Quatre tonnes de tabac, 200 sangsues et 68 kilos de cannabis : la douane du Bas-Rhin fait son bilan

Stupéfiants, tabac de contrebande, contrefaçons, espèces protégées et bien culturels… Les douaniers du Bas-Rhin ont présenté mardi 16 mai 2023 le bilan de leurs saisies pour l’année 2022.

Mardi 16 mai au matin, la Direction régionale des douanes de Strasbourg a présenté le bilan des saisies de 2022 dans le Bas-Rhin. Au total, pour les stupéfiants, 68,7 kg de cannabis, 3,6 kg de cocaïne et 5,5 kg d’héroïne ont été saisis par les douaniers. « Des quantités somme toute assez modestes à l’échelle nationale », estime Sonia Delaunay, Directrice régionale des douanes de Strasbourg. Selon elle le trafic est « soutenu » et les saisies « quotidiennes ». 

Une action centrée sur le tabac de contrebande

En 2022, plus de quatre tonnes de tabac de contrebande ont été saisies. « C’est l’action la plus forte de notre direction », souligne Sonia Delaunay. Les services de douanes ont notamment procédé au démantèlement d’un atelier de reconditionnement de tabac dans l’agglomération de Strasbourg en mars 2022.

Plus de trois tonnes de tabac ont alors été saisies et quatre personnes interpellées – le commanditaire, son frère et deux hommes de main. Des enquêtes sont toujours en cours sur d’autres ramifications du réseau de contrebande, selon Nha-Minh Nguyen-Thomas, cheffe de brigade à Saverne :

« Ce sont des ateliers qui se déplacent régulièrement. Ils peuvent être installés dans des hangars ou chez des particuliers, et les salariés sont souvent non déclarés ».
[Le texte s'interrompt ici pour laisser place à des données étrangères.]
//! Process-wide cache of temporal distributions with single-flight fetches.

use crate::distribution::{DistributionSource, TemporalDistribution};
use crate::error::{Result, Tr55Error};
use crate::storm::StormDuration;
use log::debug;
use std::collections::HashMap;
use std::sync::{Arc, Mutex};
use std::time::Duration;
use tokio::sync::OnceCell;

/// Default deadline for resolving an uncached distribution
const DEFAULT_FETCH_TIMEOUT: Duration = Duration::from_secs(45);

/// Keyed store of temporal distributions, one entry per duration category.
///
/// The first load of a duration fetches from the source; concurrent first
/// loads coalesce onto a single fetch and all callers observe the same
/// cached value. A failed fetch leaves the entry empty, so a later request
/// may retry. Cached distributions are immutable and shared as `Arc`s.
pub struct DistributionStore<S> {
    source: S,
    fetch_timeout: Duration,
    cells: Mutex<HashMap<StormDuration, Arc<OnceCell<Arc<TemporalDistribution>>>>>,
}

impl<S: DistributionSource> DistributionStore<S> {
    pub fn new(source: S) -> DistributionStore<S> {
        DistributionStore::with_timeout(source, DEFAULT_FETCH_TIMEOUT)
    }

    pub fn with_timeout(source: S, fetch_timeout: Duration) -> DistributionStore<S> {
        DistributionStore {
            source,
            fetch_timeout,
            cells: Mutex::new(HashMap::new()),
        }
    }

    /// Resolves the distribution for `duration_hours`, fetching on first use.
    ///
    /// # Errors
    ///
    /// `UnsupportedDuration` when the hour count is not a supported category;
    /// `SourceUnavailable` when the fetch fails or exceeds the deadline;
    /// `InvalidDistribution` when the source returns malformed data.
    pub async fn load(&self, duration_hours: f64) -> Result<Arc<TemporalDistribution>> {
        let duration = StormDuration::from_hours(duration_hours)
            .ok_or(Tr55Error::UnsupportedDuration(duration_hours))?;

        // The map lock is never held across an await; the cell is cloned out
        // so waiters park on the cell itself.
        let cell = {
            let mut cells = self.cells.lock().unwrap();
            Arc::clone(cells.entry(duration).or_default())
        };

        let distribution = cell
            .get_or_try_init(|| async move {
                debug!(
                    "fetching temporal distribution for the {}-hour storm",
                    duration.hours()
                );
                match tokio::time::timeout(self.fetch_timeout, self.source.fetch(duration)).await {
                    Ok(result) => result.map(Arc::new),
                    Err(_) => Err(Tr55Error::SourceUnavailable(format!(
                        "fetch exceeded {:?} deadline",
                        self.fetch_timeout
                    ))),
                }
            })
            .await?;

        Ok(Arc::clone(distribution))
    }
}

#[cfg(test)]
mod tests {
    use super::DistributionStore;
    use crate::distribution::{DistributionSource, TemporalDistribution};
    use crate::error::{Result, Tr55Error};
    use crate::storm::StormDuration;
    use futures::future::join_all;
    use std::sync::atomic::{AtomicUsize, Ordering};
    use std::sync::Arc;
    use std::time::Duration;

    const SMALL_TABLE: &str = "time_fraction,cumulative_fraction\n0.0,0.0\n0.5,0.4\n1.0,1.0\n";

    /// Source that counts fetches and can be made slow or initially failing
    struct CountingSource {
        calls: AtomicUsize,
        delay: Duration,
        failures_before_success: usize,
    }

    impl CountingSource {
        fn new(delay: Duration) -> CountingSource {
            CountingSource {
                calls: AtomicUsize::new(0),
                delay,
                failures_before_success: 0,
            }
        }

        fn failing_first(failures: usize) -> CountingSource {
            CountingSource {
                calls: AtomicUsize::new(0),
                delay: Duration::from_millis(1),
                failures_before_success: failures,
            }
        }
    }

    impl DistributionSource for CountingSource {
        async fn fetch(&self, duration: StormDuration) -> Result<TemporalDistribution> {
            let call = self.calls.fetch_add(1, Ordering::SeqCst);
            tokio::time::sleep(self.delay).await;
            if call < self.failures_before_success {
                return Err(Tr55Error::SourceUnavailable("simulated outage".into()));
            }
            TemporalDistribution::from_csv(duration, SMALL_TABLE)
        }
    }

    #[tokio::test]
    async fn concurrent_loads_coalesce_to_one_fetch() {
        let store = DistributionStore::new(CountingSource::new(Duration::from_millis(20)));
        let results = join_all((0..8).map(|_| store.load(6.0))).await;

        let loaded: Vec<Arc<TemporalDistribution>> =
            results.into_iter().map(|r| r.unwrap()).collect();
        assert_eq!(store.source.calls.load(Ordering::SeqCst), 1);
        for other in &loaded[1..] {
            assert!(Arc::ptr_eq(&loaded[0], other));
        }
    }

    #[tokio::test]
    async fn repeated_loads_hit_the_cache() {
        let store = DistributionStore::new(CountingSource::new(Duration::from_millis(1)));
        let first = store.load(24.0).await.unwrap();
        let second = store.load(24.0).await.unwrap();
        assert!(Arc::ptr_eq(&first, &second));
        assert_eq!(store.source.calls.load(Ordering::SeqCst), 1);
    }

    #[tokio::test]
    async fn durations_are_cached_independently() {
        let store = DistributionStore::new(CountingSource::new(Duration::from_millis(1)));
        store.load(6.0).await.unwrap();
        store.load(24.0).await.unwrap();
        assert_eq!(store.source.calls.load(Ordering::SeqCst), 2);
    }

    #[tokio::test]
    async fn unsupported_duration_is_rejected_without_fetching() {
        let store = DistributionStore::new(CountingSource::new(Duration::from_millis(1)));
        let result = store.load(12.0).await;
        assert!(matches!(result, Err(Tr55Error::UnsupportedDuration(h)) if h == 12.0));
        assert_eq!(store.source.calls.load(Ordering::SeqCst), 0);
    }

    #[tokio::test]
    async fn failed_fetch_is_not_cached() {
        let store = DistributionStore::new(CountingSource::failing_first(1));
        let first = store.load(6.0).await;
        assert!(matches!(first, Err(Tr55Error::SourceUnavailable(_))));

        let second = store.load(6.0).await;
        assert!(second.is_ok());
        assert_eq!(store.source.calls.load(Ordering::SeqCst), 2);
    }

    #[tokio::test]
    async fn slow_fetch_times_out_as_source_unavailable() {
        let store = DistributionStore::with_timeout(
            CountingSource::new(Duration::from_secs(30)),
            Duration::from_millis(10),
        );
        let result = store.load(6.0).await;
        assert!(matches!(result, Err(Tr55Error::SourceUnavailable(_))));
    }
}
//! tr55-cli - Command line tool for TR-55 runoff computations.

use clap::Parser;

#[derive(Parser)]
#[command(
    name = "tr55-cli",
    version,
    about = "NRCS TR-55 runoff modeling toolkit"
)]
struct Cli {
    #[command(subcommand)]
    command: tr55_cmd::Command,
}

#[tokio::main]
async fn main() -> anyhow::Result<()> {
    env_logger::init();
    let cli = Cli::parse();
    tr55_cmd::run(cli.command).await
}
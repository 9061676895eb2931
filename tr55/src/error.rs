/// Error types for the TR-55 engine
use thiserror::Error;

/// Main error type for TR-55 operations
#[derive(Error, Debug)]
pub enum Tr55Error {
    /// Rainfall, curve number, area, or timing value outside its valid range
    #[error("invalid parameter {name}: {value}")]
    InvalidParameter { name: &'static str, value: f64 },

    /// Duration is not one of the supported distribution categories
    #[error("unsupported storm duration: {0} hours")]
    UnsupportedDuration(f64),

    /// Malformed temporal distribution data
    #[error("invalid temporal distribution: {0}")]
    InvalidDistribution(String),

    /// Distribution source could not be reached or timed out
    #[error("temporal distribution source unavailable: {0}")]
    SourceUnavailable(String),

    /// A sequence that must be non-empty was empty
    #[error("empty input: {0}")]
    EmptyInput(&'static str),
}

impl From<reqwest::Error> for Tr55Error {
    fn from(err: reqwest::Error) -> Self {
        Tr55Error::SourceUnavailable(err.to_string())
    }
}

impl From<csv::Error> for Tr55Error {
    fn from(err: csv::Error) -> Self {
        Tr55Error::InvalidDistribution(err.to_string())
    }
}

/// Type alias for Results using Tr55Error
pub type Result<T> = std::result::Result<T, Tr55Error>;
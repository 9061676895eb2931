//! Curve-number runoff: retention, initial abstraction, excess rainfall.

use crate::error::{Result, Tr55Error};
use serde::Serialize;

/// Derived runoff depths for one storm, all in inches
#[derive(Debug, Clone, Copy, PartialEq, Serialize)]
pub struct RunoffDepth {
    /// Potential maximum retention S = 1000/CN - 10
    pub retention: f64,
    /// Initial abstraction Ia = 0.2 S
    pub initial_abstraction: f64,
    /// Excess rainfall Pe, the depth that becomes direct runoff
    pub excess: f64,
}

/// Computes excess rainfall from total depth and curve number.
///
/// Uses the standard curve-number relation Pe = (P - Ia)^2 / (P - Ia + S)
/// once rainfall exceeds the initial abstraction; below that threshold the
/// storm produces no runoff and Pe is zero.
///
/// # Errors
///
/// Returns `Tr55Error::InvalidParameter` when the curve number is outside
/// (0, 100) or the rainfall depth is negative.
pub fn excess_rainfall(rainfall_depth: f64, curve_number: f64) -> Result<RunoffDepth> {
    if !(curve_number > 0.0 && curve_number < 100.0) {
        return Err(Tr55Error::InvalidParameter {
            name: "curve_number",
            value: curve_number,
        });
    }
    if !(rainfall_depth >= 0.0) {
        return Err(Tr55Error::InvalidParameter {
            name: "rainfall_depth",
            value: rainfall_depth,
        });
    }

    let retention = 1000.0 / curve_number - 10.0;
    let initial_abstraction = 0.2 * retention;
    let excess = if rainfall_depth <= initial_abstraction {
        0.0
    } else {
        (rainfall_depth - initial_abstraction).powi(2)
            / (rainfall_depth - initial_abstraction + retention)
    };

    Ok(RunoffDepth {
        retention,
        initial_abstraction,
        excess,
    })
}
//! Peak discharge command.

use crate::token::decode_duration_token;
use log::{info, warn};
use tr55::engine::RunoffEngine;
use tr55::peak::WatershedTiming;

/// Computes peak discharge per square mile and prints it as text or JSON.
pub fn run_peak(
    precip: f64,
    curve_number: f64,
    duration_token: &str,
    tc: f64,
    json: bool,
) -> anyhow::Result<()> {
    let duration_hours = decode_duration_token(duration_token)?;
    let engine = RunoffEngine::new(WatershedTiming::new(tc)?);

    info!(
        "computing peak discharge for P={} in, CN={}, {} h storm",
        precip, curve_number, duration_hours
    );
    let peak = engine.compute_peak(precip, curve_number, duration_hours)?;
    if peak.boundary_clamped {
        warn!("unit peak lookup clamped at a table bound, result is a boundary estimate");
    }

    if json {
        println!("{}", serde_json::to_string_pretty(&peak)?);
    } else {
        println!("Rainfall depth:      {:.3} in", peak.rainfall_depth);
        println!("Curve number:        {:.1}", peak.curve_number);
        println!("Retention S:         {:.3} in", peak.retention);
        println!("Initial abstraction: {:.3} in", peak.initial_abstraction);
        println!("Excess rainfall:     {:.3} in", peak.excess_depth);
        println!("Unit peak:           {:.1} csm/in", peak.unit_peak_csm);
        println!("Peak discharge:      {:.1} cfs per sq mi", peak.discharge_cfs);
    }
    Ok(())
}
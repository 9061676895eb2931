//! Unit hydrograph derivation and discharge convolution.

use crate::error::{Result, Tr55Error};
use crate::hyetograph::Hyetograph;
use crate::peak::{WatershedTiming, CFS_HOURS_PER_INCH_SQ_MI};
use serde::Serialize;

/// SCS unit hydrograph peak factor
const PEAK_FACTOR: f64 = 484.0;
/// Base time of the triangular unit hydrograph, in multiples of time to peak
const BASE_TIME_RATIO: f64 = 2.67;

/// Discharge response to one inch of excess rainfall, sampled at a uniform
/// time step. Derived per request from drainage area and watershed timing.
#[derive(Debug, Clone, PartialEq)]
pub struct UnitHydrograph {
    /// cfs per inch of excess rainfall
    ordinates: Vec<f64>,
    time_step_hours: f64,
}

impl UnitHydrograph {
    /// SCS triangular unit hydrograph: rises to qp = 484 A / Tp at
    /// Tp = dt/2 + lag and recedes to zero at 2.67 Tp. Sampling at `dt`
    /// loses a little volume to discretization, so the ordinates are
    /// rescaled to carry exactly one inch of excess over the area.
    pub fn scs_triangular(
        area_sq_mi: f64,
        timing: WatershedTiming,
        time_step_hours: f64,
    ) -> Result<UnitHydrograph> {
        if !(area_sq_mi > 0.0) {
            return Err(Tr55Error::InvalidParameter {
                name: "area_sq_mi",
                value: area_sq_mi,
            });
        }
        if !(time_step_hours > 0.0) {
            return Err(Tr55Error::InvalidParameter {
                name: "time_step_hours",
                value: time_step_hours,
            });
        }

        // Tp includes half the sampling step, so the base time always spans
        // several steps and the sampled volume is never zero.
        let time_to_peak = time_step_hours / 2.0 + timing.lag();
        let base_time = BASE_TIME_RATIO * time_to_peak;
        let peak = PEAK_FACTOR * area_sq_mi / time_to_peak;

        let count = (base_time / time_step_hours).ceil() as usize + 1;
        let mut ordinates = Vec::with_capacity(count);
        for index in 0..count {
            let time = index as f64 * time_step_hours;
            let ordinate = if time <= time_to_peak {
                peak * time / time_to_peak
            } else if time < base_time {
                peak * (base_time - time) / (base_time - time_to_peak)
            } else {
                0.0
            };
            ordinates.push(ordinate);
        }

        let sampled_volume: f64 = ordinates.iter().sum::<f64>() * time_step_hours;
        let target_volume = CFS_HOURS_PER_INCH_SQ_MI * area_sq_mi;
        let scale = target_volume / sampled_volume;
        for ordinate in &mut ordinates {
            *ordinate *= scale;
        }

        Ok(UnitHydrograph {
            ordinates,
            time_step_hours,
        })
    }

    pub fn ordinates(&self) -> &[f64] {
        &self.ordinates
    }

    pub fn time_step_hours(&self) -> f64 {
        self.time_step_hours
    }

    /// cfs-hours carried by one inch of excess rainfall
    pub fn volume(&self) -> f64 {
        self.ordinates.iter().sum::<f64>() * self.time_step_hours
    }

    pub fn len(&self) -> usize {
        self.ordinates.len()
    }

    pub fn is_empty(&self) -> bool {
        self.ordinates.is_empty()
    }
}

/// One point of a computed discharge series
#[derive(Debug, Clone, Copy, PartialEq, Serialize)]
pub struct HydrographPoint {
    pub time_hours: f64,
    pub discharge_cfs: f64,
}

/// Discharge time series for one storm, the convolution output
#[derive(Debug, Clone, PartialEq)]
pub struct Hydrograph {
    points: Vec<HydrographPoint>,
    time_step_hours: f64,
}

impl Hydrograph {
    /// Discrete convolution of per-step excess rainfall with the unit
    /// hydrograph. Output length is `steps + ordinates - 1`.
    ///
    /// Only the storm-total excess is known upstream, so it is spread over
    /// the steps in proportion to each step's share of total rainfall.
    /// Swapping in per-step infiltration changes the volume properties and
    /// must be revisited together with the convolution tests.
    pub fn convolve(
        hyetograph: &Hyetograph,
        unit: &UnitHydrograph,
        excess_depth: f64,
    ) -> Result<Hydrograph> {
        if hyetograph.is_empty() {
            return Err(Tr55Error::EmptyInput("hyetograph"));
        }
        if unit.is_empty() {
            return Err(Tr55Error::EmptyInput("unit hydrograph"));
        }
        if !(excess_depth >= 0.0) {
            return Err(Tr55Error::InvalidParameter {
                name: "excess_depth",
                value: excess_depth,
            });
        }

        let steps = hyetograph.steps();
        let ordinates = unit.ordinates();
        let total_rainfall = hyetograph.total_depth();
        let mut discharges = vec![0.0; steps.len() + ordinates.len() - 1];

        if total_rainfall > 0.0 && excess_depth > 0.0 {
            for (i, step) in steps.iter().enumerate() {
                let step_excess = excess_depth * step.depth / total_rainfall;
                if step_excess == 0.0 {
                    continue;
                }
                for (j, ordinate) in ordinates.iter().enumerate() {
                    discharges[i + j] += step_excess * ordinate;
                }
            }
        }

        let time_step_hours = unit.time_step_hours();
        let points = discharges
            .into_iter()
            .enumerate()
            .map(|(index, discharge_cfs)| HydrographPoint {
                time_hours: index as f64 * time_step_hours,
                discharge_cfs,
            })
            .collect();

        Ok(Hydrograph {
            points,
            time_step_hours,
        })
    }

    pub fn points(&self) -> &[HydrographPoint] {
        &self.points
    }

    pub fn time_step_hours(&self) -> f64 {
        self.time_step_hours
    }

    /// Highest-discharge point of the series
    pub fn peak(&self) -> Option<HydrographPoint> {
        self.points
            .iter()
            .copied()
            .max_by(|a, b| a.discharge_cfs.total_cmp(&b.discharge_cfs))
    }

    /// Total volume in cfs-hours
    pub fn volume(&self) -> f64 {
        self.points.iter().map(|p| p.discharge_cfs).sum::<f64>() * self.time_step_hours
    }

    pub fn len(&self) -> usize {
        self.points.len()
    }

    pub fn is_empty(&self) -> bool {
        self.points.is_empty()
    }
}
Vérifier la conformité des produits importés

En 2022, 13 657 articles ont été retirés du commerce pour « contrefaçon » ou « non-conformité ». Par exemple, 22 000 prises électriques d’une valeur de 50 500 euros ont fait l’objet d’un contrôle approfondi qui a révélé des risques de surtension et des problèmes de fixation.

Des défauts susceptibles de créer des départs de feu et donc des incendies. Ils ont été réexportés en Chine. En janvier 2023,  ces mêmes produits ont été envoyés en France. Cette fois-ci, les tests les ont déclaré conformes. 

La Direction régionale des douanes de Strasbourg expose un échantillon des saisies réalisées en 2022 dans le Bas-Rhin. Photo : Clara Sapienza / Rue89 Strasbourg / cc

200 sangsues trouvées « par hasard »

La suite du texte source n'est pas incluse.